┌─ ENTRIES PROVIDED

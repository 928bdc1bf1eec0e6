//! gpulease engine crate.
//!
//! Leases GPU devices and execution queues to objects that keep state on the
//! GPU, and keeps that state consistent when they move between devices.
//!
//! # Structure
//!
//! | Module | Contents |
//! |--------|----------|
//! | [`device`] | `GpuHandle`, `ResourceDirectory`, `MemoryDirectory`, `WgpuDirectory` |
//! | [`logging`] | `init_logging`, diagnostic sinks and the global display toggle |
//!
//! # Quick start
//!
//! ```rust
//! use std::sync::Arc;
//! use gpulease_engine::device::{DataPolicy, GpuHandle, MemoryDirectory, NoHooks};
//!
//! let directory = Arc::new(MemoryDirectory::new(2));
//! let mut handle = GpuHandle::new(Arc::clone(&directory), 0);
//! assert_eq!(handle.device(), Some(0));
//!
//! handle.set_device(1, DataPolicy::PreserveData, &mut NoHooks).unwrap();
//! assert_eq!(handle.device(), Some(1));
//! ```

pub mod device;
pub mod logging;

└─
┌─ ENTRIES PROVIDED

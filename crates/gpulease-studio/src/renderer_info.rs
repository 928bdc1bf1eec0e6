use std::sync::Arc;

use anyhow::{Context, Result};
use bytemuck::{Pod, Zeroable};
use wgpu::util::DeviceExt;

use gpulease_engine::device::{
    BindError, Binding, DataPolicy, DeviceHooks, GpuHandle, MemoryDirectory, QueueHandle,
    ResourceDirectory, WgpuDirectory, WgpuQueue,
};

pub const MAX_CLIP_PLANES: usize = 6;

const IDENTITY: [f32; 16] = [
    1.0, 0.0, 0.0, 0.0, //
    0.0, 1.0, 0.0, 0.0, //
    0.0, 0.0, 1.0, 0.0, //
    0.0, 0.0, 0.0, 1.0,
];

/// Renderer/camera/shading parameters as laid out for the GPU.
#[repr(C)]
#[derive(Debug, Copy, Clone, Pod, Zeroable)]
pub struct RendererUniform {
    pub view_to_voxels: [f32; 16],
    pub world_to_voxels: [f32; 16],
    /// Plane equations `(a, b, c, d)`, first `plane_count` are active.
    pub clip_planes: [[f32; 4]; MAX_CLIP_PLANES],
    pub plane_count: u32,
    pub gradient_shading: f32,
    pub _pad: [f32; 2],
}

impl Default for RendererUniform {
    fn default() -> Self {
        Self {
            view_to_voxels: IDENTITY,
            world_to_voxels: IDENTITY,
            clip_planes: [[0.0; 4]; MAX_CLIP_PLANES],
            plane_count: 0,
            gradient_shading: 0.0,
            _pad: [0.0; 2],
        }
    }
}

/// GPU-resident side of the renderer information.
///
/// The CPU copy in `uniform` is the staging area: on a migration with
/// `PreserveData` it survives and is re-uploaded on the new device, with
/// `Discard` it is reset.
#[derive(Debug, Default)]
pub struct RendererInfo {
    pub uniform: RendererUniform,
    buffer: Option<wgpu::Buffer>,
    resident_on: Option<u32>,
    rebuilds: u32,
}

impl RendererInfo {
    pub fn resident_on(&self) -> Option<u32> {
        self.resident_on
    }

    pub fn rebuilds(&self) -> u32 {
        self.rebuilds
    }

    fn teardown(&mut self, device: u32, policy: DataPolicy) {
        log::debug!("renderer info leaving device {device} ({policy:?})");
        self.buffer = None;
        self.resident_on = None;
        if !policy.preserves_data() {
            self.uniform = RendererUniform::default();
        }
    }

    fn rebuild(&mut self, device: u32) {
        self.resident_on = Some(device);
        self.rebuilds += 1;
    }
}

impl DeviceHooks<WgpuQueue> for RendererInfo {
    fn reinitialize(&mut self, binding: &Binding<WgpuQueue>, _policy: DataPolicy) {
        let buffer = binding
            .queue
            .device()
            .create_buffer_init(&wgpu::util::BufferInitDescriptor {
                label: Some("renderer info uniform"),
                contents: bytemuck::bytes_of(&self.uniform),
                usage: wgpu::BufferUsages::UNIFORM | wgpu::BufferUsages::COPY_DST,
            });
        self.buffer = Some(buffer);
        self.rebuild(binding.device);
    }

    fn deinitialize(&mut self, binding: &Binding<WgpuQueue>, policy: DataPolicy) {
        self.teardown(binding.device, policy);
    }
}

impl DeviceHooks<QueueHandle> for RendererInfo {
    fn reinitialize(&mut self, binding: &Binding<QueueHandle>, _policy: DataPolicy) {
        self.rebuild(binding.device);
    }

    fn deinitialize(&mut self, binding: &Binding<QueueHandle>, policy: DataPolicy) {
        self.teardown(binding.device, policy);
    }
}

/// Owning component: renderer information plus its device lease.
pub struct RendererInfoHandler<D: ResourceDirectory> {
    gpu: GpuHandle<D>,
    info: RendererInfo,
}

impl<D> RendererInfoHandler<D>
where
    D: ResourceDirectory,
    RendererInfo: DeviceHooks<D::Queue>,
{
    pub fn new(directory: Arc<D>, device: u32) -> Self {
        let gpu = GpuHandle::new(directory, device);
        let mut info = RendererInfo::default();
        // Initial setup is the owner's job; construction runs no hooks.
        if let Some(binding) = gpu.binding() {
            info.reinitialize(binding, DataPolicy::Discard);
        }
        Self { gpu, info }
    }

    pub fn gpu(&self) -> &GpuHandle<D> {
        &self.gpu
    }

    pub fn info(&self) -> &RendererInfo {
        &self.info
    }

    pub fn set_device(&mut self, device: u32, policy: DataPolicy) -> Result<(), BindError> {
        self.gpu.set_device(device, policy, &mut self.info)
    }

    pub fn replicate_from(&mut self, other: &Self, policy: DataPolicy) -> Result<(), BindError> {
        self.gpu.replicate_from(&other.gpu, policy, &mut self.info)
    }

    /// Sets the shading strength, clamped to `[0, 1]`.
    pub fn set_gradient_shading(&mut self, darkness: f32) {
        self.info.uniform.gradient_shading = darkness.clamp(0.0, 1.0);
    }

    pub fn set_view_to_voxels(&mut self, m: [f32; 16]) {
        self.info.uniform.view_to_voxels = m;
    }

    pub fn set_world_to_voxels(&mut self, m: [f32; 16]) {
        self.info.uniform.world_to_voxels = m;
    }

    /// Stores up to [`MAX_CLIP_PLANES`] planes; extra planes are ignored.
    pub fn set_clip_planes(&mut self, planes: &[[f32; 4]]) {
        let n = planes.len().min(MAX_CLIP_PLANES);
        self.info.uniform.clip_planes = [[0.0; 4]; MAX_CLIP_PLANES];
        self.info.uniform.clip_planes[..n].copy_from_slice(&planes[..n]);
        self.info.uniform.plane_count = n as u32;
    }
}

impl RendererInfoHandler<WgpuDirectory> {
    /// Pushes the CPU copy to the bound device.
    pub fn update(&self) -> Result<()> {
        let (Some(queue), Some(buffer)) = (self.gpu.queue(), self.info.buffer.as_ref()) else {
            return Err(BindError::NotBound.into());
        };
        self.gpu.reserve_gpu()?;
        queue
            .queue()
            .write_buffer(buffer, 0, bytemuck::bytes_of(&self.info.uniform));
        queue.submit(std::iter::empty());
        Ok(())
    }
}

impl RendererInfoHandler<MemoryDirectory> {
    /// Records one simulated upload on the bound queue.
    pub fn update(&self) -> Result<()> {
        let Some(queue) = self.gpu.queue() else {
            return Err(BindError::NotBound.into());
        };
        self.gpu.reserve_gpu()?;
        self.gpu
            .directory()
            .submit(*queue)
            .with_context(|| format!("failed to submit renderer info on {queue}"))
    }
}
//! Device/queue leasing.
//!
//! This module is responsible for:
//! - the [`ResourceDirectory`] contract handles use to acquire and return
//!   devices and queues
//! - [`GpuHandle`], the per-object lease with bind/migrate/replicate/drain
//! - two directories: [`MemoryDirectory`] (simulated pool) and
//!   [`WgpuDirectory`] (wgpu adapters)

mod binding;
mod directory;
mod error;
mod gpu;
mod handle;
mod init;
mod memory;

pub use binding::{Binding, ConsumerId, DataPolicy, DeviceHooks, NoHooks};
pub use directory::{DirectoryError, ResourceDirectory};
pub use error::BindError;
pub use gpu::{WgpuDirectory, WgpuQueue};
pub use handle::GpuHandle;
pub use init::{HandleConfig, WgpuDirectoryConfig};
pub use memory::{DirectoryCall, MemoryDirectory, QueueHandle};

└─
┌─ ENTRIES PROVIDED

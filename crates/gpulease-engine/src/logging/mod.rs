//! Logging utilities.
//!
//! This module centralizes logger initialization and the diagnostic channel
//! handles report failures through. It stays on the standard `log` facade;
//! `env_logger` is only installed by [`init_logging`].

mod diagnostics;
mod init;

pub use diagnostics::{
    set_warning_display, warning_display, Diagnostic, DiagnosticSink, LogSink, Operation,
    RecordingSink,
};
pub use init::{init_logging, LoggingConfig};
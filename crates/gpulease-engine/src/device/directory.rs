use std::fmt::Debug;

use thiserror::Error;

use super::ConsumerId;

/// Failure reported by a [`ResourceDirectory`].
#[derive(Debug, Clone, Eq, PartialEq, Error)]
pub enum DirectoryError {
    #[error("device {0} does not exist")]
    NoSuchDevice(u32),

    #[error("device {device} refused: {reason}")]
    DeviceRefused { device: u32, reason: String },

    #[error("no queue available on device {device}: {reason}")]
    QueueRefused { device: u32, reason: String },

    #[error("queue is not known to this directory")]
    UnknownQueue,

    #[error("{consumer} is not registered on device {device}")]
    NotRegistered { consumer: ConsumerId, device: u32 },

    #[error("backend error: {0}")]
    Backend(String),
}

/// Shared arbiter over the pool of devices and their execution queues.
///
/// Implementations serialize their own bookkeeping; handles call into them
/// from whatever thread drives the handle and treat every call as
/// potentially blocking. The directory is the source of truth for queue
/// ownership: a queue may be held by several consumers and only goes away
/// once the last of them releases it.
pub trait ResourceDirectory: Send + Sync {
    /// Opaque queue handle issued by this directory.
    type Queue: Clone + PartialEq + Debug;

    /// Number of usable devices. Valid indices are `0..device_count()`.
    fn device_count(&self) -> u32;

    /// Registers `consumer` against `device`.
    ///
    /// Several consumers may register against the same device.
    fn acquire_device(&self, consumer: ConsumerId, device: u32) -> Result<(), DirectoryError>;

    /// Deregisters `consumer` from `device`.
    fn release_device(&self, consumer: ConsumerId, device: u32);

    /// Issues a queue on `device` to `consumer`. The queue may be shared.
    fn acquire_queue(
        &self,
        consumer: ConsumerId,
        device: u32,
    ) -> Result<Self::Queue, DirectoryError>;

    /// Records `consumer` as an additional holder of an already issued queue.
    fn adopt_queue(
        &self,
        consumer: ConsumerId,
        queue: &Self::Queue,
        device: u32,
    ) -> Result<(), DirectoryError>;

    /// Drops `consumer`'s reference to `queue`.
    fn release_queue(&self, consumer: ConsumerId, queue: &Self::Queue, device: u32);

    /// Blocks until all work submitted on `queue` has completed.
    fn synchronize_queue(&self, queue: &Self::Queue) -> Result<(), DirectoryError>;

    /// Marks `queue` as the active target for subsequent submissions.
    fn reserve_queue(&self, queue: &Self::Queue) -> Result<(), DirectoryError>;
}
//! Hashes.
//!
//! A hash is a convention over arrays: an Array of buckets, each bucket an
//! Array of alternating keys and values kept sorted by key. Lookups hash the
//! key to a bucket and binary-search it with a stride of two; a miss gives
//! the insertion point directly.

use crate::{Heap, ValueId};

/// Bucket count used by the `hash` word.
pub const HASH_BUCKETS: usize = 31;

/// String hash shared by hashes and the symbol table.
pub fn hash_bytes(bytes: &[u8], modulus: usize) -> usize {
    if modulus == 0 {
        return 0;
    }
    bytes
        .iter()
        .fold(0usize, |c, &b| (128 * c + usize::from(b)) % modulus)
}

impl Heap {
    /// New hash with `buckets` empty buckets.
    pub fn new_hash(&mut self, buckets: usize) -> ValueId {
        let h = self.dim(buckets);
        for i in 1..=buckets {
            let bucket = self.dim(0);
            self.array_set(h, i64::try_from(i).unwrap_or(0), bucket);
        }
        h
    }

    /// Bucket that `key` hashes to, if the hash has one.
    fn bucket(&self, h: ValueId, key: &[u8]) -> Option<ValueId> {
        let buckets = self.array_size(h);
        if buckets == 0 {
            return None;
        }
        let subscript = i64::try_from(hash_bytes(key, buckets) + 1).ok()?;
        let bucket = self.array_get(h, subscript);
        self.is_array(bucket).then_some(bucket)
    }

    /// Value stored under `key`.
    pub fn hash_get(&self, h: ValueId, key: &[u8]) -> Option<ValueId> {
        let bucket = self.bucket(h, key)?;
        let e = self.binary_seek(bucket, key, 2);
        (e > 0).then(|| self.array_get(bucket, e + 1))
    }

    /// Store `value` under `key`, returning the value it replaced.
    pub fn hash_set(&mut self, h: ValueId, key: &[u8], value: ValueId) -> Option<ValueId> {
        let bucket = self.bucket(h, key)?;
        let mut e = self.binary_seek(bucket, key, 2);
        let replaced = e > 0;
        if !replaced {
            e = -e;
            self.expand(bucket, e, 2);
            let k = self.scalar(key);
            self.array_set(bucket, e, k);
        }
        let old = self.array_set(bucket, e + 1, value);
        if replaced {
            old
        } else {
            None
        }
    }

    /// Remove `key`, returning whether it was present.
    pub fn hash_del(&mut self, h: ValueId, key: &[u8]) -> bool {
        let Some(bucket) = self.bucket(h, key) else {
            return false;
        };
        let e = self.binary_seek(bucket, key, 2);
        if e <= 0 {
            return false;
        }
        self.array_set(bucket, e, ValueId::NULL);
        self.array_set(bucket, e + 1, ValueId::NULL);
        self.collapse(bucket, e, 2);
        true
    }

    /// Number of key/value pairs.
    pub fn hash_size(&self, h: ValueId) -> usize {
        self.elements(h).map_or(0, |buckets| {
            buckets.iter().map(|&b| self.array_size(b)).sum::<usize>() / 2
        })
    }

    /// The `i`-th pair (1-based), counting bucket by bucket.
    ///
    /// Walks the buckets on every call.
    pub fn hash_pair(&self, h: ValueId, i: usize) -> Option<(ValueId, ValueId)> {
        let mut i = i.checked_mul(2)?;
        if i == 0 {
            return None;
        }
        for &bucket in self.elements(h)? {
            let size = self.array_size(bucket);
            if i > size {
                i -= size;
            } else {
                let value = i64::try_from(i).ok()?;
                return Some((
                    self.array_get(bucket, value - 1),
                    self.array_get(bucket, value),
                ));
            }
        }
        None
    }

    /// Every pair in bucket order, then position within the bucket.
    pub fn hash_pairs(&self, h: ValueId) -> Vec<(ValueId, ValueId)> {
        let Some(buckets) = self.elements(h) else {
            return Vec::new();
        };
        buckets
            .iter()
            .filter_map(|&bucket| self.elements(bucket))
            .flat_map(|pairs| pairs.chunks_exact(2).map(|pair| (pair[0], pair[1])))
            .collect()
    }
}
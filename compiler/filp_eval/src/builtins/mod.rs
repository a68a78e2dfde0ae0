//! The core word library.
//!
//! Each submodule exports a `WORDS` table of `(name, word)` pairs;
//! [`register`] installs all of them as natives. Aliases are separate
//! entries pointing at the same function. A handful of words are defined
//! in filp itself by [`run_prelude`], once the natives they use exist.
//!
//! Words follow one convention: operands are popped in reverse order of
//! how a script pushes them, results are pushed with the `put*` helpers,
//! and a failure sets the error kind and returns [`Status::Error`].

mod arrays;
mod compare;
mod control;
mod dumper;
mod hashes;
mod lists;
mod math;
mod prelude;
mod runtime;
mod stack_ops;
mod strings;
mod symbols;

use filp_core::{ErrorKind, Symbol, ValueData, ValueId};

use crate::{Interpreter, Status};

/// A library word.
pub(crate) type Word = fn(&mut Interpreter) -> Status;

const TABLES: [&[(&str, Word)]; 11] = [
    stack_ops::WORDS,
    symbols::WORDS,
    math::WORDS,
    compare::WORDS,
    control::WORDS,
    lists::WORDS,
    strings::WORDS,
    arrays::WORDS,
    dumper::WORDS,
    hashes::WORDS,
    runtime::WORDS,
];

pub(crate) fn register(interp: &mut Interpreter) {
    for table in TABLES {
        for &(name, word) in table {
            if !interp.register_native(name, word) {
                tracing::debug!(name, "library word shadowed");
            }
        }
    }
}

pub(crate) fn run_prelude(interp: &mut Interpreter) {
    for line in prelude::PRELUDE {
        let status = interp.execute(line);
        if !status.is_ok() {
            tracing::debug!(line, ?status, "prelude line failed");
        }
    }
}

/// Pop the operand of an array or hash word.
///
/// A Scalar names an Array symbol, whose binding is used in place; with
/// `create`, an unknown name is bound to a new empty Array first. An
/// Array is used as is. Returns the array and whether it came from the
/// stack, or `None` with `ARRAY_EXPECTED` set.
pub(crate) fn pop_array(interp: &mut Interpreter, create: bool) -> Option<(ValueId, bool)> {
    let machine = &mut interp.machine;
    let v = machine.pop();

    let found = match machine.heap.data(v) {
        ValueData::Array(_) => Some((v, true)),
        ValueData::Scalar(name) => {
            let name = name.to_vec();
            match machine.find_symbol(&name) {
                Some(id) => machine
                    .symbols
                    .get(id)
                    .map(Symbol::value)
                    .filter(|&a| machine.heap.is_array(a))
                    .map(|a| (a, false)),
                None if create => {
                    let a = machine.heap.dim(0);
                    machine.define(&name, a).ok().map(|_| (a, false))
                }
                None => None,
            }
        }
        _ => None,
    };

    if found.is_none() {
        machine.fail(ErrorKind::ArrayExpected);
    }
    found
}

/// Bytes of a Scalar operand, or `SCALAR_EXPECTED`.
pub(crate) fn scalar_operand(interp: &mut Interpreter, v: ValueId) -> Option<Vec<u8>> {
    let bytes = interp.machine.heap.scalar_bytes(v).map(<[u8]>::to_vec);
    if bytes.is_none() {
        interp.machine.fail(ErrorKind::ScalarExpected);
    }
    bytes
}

└─

The lines above that include "active" should each be listed.

EXPECTED OUTPUT =>
    /// Plane equations `(a, b, c, d)`, first `plane_count` are active.
    /// Marks `queue` as the active target for subsequent submissions.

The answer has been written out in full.